Saved data entries:
┄┄┄┄┄┄┄┄┄┄
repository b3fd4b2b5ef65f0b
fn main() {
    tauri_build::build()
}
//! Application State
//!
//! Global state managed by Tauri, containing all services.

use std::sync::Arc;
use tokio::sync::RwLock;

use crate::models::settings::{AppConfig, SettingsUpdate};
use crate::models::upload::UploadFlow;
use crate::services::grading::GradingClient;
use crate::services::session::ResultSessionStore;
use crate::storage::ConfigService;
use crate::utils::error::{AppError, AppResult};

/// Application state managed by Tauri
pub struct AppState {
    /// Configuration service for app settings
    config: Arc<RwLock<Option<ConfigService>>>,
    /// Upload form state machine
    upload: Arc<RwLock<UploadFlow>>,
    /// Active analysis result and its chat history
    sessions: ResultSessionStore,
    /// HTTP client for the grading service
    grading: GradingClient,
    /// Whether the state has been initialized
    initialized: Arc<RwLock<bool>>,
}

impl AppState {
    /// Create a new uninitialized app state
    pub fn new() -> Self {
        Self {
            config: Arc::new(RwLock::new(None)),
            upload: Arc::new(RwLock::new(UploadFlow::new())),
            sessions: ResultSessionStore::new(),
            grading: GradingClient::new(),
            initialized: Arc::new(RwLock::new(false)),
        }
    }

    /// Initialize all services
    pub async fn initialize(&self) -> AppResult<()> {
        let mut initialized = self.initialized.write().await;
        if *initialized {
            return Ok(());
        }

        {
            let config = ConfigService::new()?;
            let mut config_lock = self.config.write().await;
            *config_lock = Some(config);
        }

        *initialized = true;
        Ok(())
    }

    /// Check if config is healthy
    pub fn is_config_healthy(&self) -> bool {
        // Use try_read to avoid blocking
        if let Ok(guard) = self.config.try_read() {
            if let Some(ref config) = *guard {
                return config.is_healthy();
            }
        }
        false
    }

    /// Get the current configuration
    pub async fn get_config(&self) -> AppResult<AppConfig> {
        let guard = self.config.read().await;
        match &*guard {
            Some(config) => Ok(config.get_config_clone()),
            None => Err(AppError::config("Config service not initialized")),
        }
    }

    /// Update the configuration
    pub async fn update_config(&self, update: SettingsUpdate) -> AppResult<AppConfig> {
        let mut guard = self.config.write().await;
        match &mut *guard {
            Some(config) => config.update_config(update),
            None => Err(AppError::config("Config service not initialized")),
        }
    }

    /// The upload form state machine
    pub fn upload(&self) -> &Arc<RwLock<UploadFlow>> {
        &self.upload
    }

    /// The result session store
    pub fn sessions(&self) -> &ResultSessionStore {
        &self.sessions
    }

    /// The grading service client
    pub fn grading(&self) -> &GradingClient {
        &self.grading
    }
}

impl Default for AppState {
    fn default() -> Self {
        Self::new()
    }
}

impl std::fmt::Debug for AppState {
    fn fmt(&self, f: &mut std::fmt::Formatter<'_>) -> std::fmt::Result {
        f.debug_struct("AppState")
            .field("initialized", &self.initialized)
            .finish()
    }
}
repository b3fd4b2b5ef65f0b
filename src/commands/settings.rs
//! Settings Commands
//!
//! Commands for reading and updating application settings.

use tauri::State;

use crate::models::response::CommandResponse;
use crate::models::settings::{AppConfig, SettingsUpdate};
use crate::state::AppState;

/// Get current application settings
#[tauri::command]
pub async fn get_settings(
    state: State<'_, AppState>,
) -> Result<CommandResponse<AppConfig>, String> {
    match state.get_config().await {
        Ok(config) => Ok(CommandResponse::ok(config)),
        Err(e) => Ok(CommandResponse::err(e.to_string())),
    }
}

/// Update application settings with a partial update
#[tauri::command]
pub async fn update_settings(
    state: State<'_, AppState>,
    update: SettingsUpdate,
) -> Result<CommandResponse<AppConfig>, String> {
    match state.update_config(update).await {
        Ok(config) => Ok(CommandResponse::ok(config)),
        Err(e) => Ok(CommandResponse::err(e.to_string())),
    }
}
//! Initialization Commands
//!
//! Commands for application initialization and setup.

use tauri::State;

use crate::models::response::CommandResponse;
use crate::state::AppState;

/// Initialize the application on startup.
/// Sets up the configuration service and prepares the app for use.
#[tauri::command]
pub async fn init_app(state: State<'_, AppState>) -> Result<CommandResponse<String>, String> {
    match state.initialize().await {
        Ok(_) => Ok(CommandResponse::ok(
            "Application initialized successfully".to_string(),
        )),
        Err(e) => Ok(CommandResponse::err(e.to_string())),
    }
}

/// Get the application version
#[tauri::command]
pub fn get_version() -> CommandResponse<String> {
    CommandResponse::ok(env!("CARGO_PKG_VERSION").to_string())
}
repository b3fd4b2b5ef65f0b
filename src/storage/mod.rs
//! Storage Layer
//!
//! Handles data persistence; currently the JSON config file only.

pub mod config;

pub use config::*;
┄┄┄┄┄┄┄┄┄┄
From the line containing "initialization and setup." down to the last line of the data above, copy every line exactly; leave out all other lines.

• Exercise response
//! Commands for application initialization and setup.

use tauri::State;

use crate::models::response::CommandResponse;
use crate::state::AppState;

/// Initialize the application on startup.
/// Sets up the configuration service and prepares the app for use.
#[tauri::command]
pub async fn init_app(state: State<'_, AppState>) -> Result<CommandResponse<String>, String> {
    match state.initialize().await {
        Ok(_) => Ok(CommandResponse::ok(
            "Application initialized successfully".to_string(),
        )),
        Err(e) => Ok(CommandResponse::err(e.to_string())),
    }
}

/// Get the application version
#[tauri::command]
pub fn get_version() -> CommandResponse<String> {
    CommandResponse::ok(env!("CARGO_PKG_VERSION").to_string())
}
repository b3fd4b2b5ef65f0b
filename src/storage/mod.rs
//! Storage Layer
//!
//! Handles data persistence; currently the JSON config file only.

pub mod config;

pub use config::*;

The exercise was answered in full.